#### WHAT THIS TASK INVOLVES:
The expected output is the complete listing, copied exactly.

== == ==

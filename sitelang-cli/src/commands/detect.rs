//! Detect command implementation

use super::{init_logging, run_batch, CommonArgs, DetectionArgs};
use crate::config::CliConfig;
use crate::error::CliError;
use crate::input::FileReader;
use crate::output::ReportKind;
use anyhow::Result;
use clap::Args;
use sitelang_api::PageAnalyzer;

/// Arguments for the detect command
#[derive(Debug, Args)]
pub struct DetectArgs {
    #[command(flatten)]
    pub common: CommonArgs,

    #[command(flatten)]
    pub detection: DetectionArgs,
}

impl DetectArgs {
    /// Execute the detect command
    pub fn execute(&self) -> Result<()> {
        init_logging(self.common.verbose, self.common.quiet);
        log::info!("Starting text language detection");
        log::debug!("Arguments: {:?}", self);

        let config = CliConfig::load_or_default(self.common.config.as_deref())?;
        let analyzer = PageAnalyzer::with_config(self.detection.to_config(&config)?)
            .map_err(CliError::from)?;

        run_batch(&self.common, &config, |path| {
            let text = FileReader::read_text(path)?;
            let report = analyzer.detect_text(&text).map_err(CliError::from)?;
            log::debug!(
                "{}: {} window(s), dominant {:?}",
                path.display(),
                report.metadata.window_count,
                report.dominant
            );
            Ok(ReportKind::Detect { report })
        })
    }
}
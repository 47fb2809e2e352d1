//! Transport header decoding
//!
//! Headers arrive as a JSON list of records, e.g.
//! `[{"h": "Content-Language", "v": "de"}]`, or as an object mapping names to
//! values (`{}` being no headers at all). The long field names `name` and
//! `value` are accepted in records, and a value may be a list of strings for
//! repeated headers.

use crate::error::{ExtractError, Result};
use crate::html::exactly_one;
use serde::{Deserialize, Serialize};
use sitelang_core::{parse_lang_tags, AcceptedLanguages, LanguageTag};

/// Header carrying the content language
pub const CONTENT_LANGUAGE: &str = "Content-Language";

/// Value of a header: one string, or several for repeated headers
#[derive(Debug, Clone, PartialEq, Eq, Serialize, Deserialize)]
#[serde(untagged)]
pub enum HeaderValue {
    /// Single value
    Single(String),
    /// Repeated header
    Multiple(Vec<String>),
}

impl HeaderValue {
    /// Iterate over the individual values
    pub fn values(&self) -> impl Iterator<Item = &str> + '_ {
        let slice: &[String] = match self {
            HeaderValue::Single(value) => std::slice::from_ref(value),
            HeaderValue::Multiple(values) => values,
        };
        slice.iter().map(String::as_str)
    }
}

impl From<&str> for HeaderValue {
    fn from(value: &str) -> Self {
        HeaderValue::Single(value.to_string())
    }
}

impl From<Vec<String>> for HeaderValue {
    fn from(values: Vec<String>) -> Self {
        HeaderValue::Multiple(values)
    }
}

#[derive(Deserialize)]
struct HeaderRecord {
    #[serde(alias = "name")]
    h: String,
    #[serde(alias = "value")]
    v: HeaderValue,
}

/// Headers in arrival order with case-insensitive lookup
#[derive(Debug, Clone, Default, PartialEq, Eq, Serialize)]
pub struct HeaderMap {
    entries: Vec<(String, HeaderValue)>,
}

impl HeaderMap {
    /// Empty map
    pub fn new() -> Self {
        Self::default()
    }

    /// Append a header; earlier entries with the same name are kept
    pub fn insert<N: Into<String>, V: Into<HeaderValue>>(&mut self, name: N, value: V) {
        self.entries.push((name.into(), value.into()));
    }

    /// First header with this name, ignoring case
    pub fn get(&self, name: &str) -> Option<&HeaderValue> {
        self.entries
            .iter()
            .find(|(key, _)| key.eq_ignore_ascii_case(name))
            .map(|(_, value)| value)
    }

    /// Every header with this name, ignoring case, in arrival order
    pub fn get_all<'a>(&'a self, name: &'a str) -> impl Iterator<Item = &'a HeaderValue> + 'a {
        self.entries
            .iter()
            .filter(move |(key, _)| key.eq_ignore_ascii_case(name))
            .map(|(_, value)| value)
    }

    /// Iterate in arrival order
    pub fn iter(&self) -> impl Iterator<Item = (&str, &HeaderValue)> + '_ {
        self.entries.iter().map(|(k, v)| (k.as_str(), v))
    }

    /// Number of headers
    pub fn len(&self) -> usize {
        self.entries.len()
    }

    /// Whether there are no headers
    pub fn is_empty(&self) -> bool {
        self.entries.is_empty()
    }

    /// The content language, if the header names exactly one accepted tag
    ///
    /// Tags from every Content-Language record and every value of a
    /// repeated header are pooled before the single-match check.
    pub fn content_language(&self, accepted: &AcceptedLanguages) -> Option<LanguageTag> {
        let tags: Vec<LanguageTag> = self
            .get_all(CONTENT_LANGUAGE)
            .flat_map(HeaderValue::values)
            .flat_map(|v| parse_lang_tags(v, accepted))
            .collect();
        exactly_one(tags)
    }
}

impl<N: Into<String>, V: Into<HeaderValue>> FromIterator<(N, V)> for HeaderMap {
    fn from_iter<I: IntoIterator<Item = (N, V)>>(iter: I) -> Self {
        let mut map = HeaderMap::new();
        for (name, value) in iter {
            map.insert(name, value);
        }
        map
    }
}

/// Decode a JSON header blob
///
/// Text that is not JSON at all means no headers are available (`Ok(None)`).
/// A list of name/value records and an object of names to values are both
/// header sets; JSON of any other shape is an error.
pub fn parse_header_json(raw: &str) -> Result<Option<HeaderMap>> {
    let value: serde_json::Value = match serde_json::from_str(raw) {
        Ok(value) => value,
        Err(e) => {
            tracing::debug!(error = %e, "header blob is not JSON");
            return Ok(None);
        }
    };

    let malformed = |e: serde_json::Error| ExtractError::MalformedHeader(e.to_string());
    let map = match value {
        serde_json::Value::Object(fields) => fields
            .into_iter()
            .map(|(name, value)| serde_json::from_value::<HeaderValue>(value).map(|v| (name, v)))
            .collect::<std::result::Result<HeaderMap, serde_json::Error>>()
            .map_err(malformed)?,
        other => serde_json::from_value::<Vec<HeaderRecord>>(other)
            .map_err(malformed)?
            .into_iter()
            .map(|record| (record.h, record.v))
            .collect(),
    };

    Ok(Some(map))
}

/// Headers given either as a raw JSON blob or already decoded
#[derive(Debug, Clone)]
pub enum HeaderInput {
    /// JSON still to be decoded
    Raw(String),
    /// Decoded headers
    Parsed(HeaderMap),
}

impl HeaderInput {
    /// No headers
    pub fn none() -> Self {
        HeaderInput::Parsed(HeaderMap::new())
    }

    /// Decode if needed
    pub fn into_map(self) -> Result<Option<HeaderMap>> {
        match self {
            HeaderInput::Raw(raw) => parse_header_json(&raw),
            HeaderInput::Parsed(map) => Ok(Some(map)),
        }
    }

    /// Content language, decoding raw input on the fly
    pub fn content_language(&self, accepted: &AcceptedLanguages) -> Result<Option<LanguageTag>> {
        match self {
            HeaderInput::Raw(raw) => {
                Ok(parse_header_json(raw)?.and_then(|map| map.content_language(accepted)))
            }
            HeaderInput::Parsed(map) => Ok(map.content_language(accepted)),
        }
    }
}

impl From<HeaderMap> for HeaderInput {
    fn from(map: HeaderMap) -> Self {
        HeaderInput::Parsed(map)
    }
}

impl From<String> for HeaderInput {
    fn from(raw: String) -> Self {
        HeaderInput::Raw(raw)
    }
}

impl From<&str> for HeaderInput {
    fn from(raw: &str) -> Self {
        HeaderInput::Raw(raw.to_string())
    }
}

== == ==

#### ANSWER:
filename sitelang-cli/src/commands/detect.rs
//! Detect command implementation

use super::{init_logging, run_batch, CommonArgs, DetectionArgs};
use crate::config::CliConfig;
use crate::error::CliError;
use crate::input::FileReader;
use crate::output::ReportKind;
use anyhow::Result;
use clap::Args;
use sitelang_api::PageAnalyzer;

/// Arguments for the detect command
#[derive(Debug, Args)]
pub struct DetectArgs {
    #[command(flatten)]
    pub common: CommonArgs,

    #[command(flatten)]
    pub detection: DetectionArgs,
}

impl DetectArgs {
    /// Execute the detect command
    pub fn execute(&self) -> Result<()> {
        init_logging(self.common.verbose, self.common.quiet);
        log::info!("Starting text language detection");
        log::debug!("Arguments: {:?}", self);

        let config = CliConfig::load_or_default(self.common.config.as_deref())?;
        let analyzer = PageAnalyzer::with_config(self.detection.to_config(&config)?)
            .map_err(CliError::from)?;

        run_batch(&self.common, &config, |path| {
            let text = FileReader::read_text(path)?;
            let report = analyzer.detect_text(&text).map_err(CliError::from)?;
            log::debug!(
                "{}: {} window(s), dominant {:?}",
                path.display(),
                report.metadata.window_count,
                report.dominant
            );
            Ok(ReportKind::Detect { report })
        })
    }
}
repository 47fb2809e2e352d1
//! Transport header decoding
//!
//! Headers arrive as a JSON list of records, e.g.
//! `[{"h": "Content-Language", "v": "de"}]`, or as an object mapping names to
//! values (`{}` being no headers at all). The long field names `name` and
//! `value` are accepted in records, and a value may be a list of strings for
//! repeated headers.

use crate::error::{ExtractError, Result};
use crate::html::exactly_one;
use serde::{Deserialize, Serialize};
use sitelang_core::{parse_lang_tags, AcceptedLanguages, LanguageTag};

/// Header carrying the content language
pub const CONTENT_LANGUAGE: &str = "Content-Language";

/// Value of a header: one string, or several for repeated headers
#[derive(Debug, Clone, PartialEq, Eq, Serialize, Deserialize)]
#[serde(untagged)]
pub enum HeaderValue {
    /// Single value
    Single(String),
    /// Repeated header
    Multiple(Vec<String>),
}

impl HeaderValue {
    /// Iterate over the individual values
    pub fn values(&self) -> impl Iterator<Item = &str> + '_ {
        let slice: &[String] = match self {
            HeaderValue::Single(value) => std::slice::from_ref(value),
            HeaderValue::Multiple(values) => values,
        };
        slice.iter().map(String::as_str)
    }
}

impl From<&str> for HeaderValue {
    fn from(value: &str) -> Self {
        HeaderValue::Single(value.to_string())
    }
}

impl From<Vec<String>> for HeaderValue {
    fn from(values: Vec<String>) -> Self {
        HeaderValue::Multiple(values)
    }
}

#[derive(Deserialize)]
struct HeaderRecord {
    #[serde(alias = "name")]
    h: String,
    #[serde(alias = "value")]
    v: HeaderValue,
}

/// Headers in arrival order with case-insensitive lookup
#[derive(Debug, Clone, Default, PartialEq, Eq, Serialize)]
pub struct HeaderMap {
    entries: Vec<(String, HeaderValue)>,
}

impl HeaderMap {
    /// Empty map
    pub fn new() -> Self {
        Self::default()
    }

    /// Append a header; earlier entries with the same name are kept
    pub fn insert<N: Into<String>, V: Into<HeaderValue>>(&mut self, name: N, value: V) {
        self.entries.push((name.into(), value.into()));
    }

    /// First header with this name, ignoring case
    pub fn get(&self, name: &str) -> Option<&HeaderValue> {
        self.entries
            .iter()
            .find(|(key, _)| key.eq_ignore_ascii_case(name))
            .map(|(_, value)| value)
    }

    /// Every header with this name, ignoring case, in arrival order
    pub fn get_all<'a>(&'a self, name: &'a str) -> impl Iterator<Item = &'a HeaderValue> + 'a {
        self.entries
            .iter()
            .filter(move |(key, _)| key.eq_ignore_ascii_case(name))
            .map(|(_, value)| value)
    }

    /// Iterate in arrival order
    pub fn iter(&self) -> impl Iterator<Item = (&str, &HeaderValue)> + '_ {
        self.entries.iter().map(|(k, v)| (k.as_str(), v))
    }

    /// Number of headers
    pub fn len(&self) -> usize {
        self.entries.len()
    }

    /// Whether there are no headers
    pub fn is_empty(&self) -> bool {
        self.entries.is_empty()
    }

    /// The content language, if the header names exactly one accepted tag
    ///
    /// Tags from every Content-Language record and every value of a
    /// repeated header are pooled before the single-match check.
    pub fn content_language(&self, accepted: &AcceptedLanguages) -> Option<LanguageTag> {
        let tags: Vec<LanguageTag> = self
            .get_all(CONTENT_LANGUAGE)
            .flat_map(HeaderValue::values)
            .flat_map(|v| parse_lang_tags(v, accepted))
            .collect();
        exactly_one(tags)
    }
}

impl<N: Into<String>, V: Into<HeaderValue>> FromIterator<(N, V)> for HeaderMap {
    fn from_iter<I: IntoIterator<Item = (N, V)>>(iter: I) -> Self {
        let mut map = HeaderMap::new();
        for (name, value) in iter {
            map.insert(name, value);
        }
        map
    }
}

/// Decode a JSON header blob
///
/// Text that is not JSON at all means no headers are available (`Ok(None)`).
/// A list of name/value records and an object of names to values are both
/// header sets; JSON of any other shape is an error.
pub fn parse_header_json(raw: &str) -> Result<Option<HeaderMap>> {
    let value: serde_json::Value = match serde_json::from_str(raw) {
        Ok(value) => value,
        Err(e) => {
            tracing::debug!(error = %e, "header blob is not JSON");
            return Ok(None);
        }
    };

    let malformed = |e: serde_json::Error| ExtractError::MalformedHeader(e.to_string());
    let map = match value {
        serde_json::Value::Object(fields) => fields
            .into_iter()
            .map(|(name, value)| serde_json::from_value::<HeaderValue>(value).map(|v| (name, v)))
            .collect::<std::result::Result<HeaderMap, serde_json::Error>>()
            .map_err(malformed)?,
        other => serde_json::from_value::<Vec<HeaderRecord>>(other)
            .map_err(malformed)?
            .into_iter()
            .map(|record| (record.h, record.v))
            .collect(),
    };

    Ok(Some(map))
}

/// Headers given either as a raw JSON blob or already decoded
#[derive(Debug, Clone)]
pub enum HeaderInput {
    /// JSON still to be decoded
    Raw(String),
    /// Decoded headers
    Parsed(HeaderMap),
}

impl HeaderInput {
    /// No headers
    pub fn none() -> Self {
        HeaderInput::Parsed(HeaderMap::new())
    }

    /// Decode if needed
    pub fn into_map(self) -> Result<Option<HeaderMap>> {
        match self {
            HeaderInput::Raw(raw) => parse_header_json(&raw),
            HeaderInput::Parsed(map) => Ok(Some(map)),
        }
    }

    /// Content language, decoding raw input on the fly
    pub fn content_language(&self, accepted: &AcceptedLanguages) -> Result<Option<LanguageTag>> {
        match self {
            HeaderInput::Raw(raw) => {
                Ok(parse_header_json(raw)?.and_then(|map| map.content_language(accepted)))
            }
            HeaderInput::Parsed(map) => Ok(map.content_language(accepted)),
        }
    }
}

impl From<HeaderMap> for HeaderInput {
    fn from(map: HeaderMap) -> Self {
        HeaderInput::Parsed(map)
    }
}

impl From<String> for HeaderInput {
    fn from(raw: String) -> Self {
        HeaderInput::Raw(raw)
    }
}

impl From<&str> for HeaderInput {
    fn from(raw: &str) -> Self {
        HeaderInput::Raw(raw.to_string())
    }
}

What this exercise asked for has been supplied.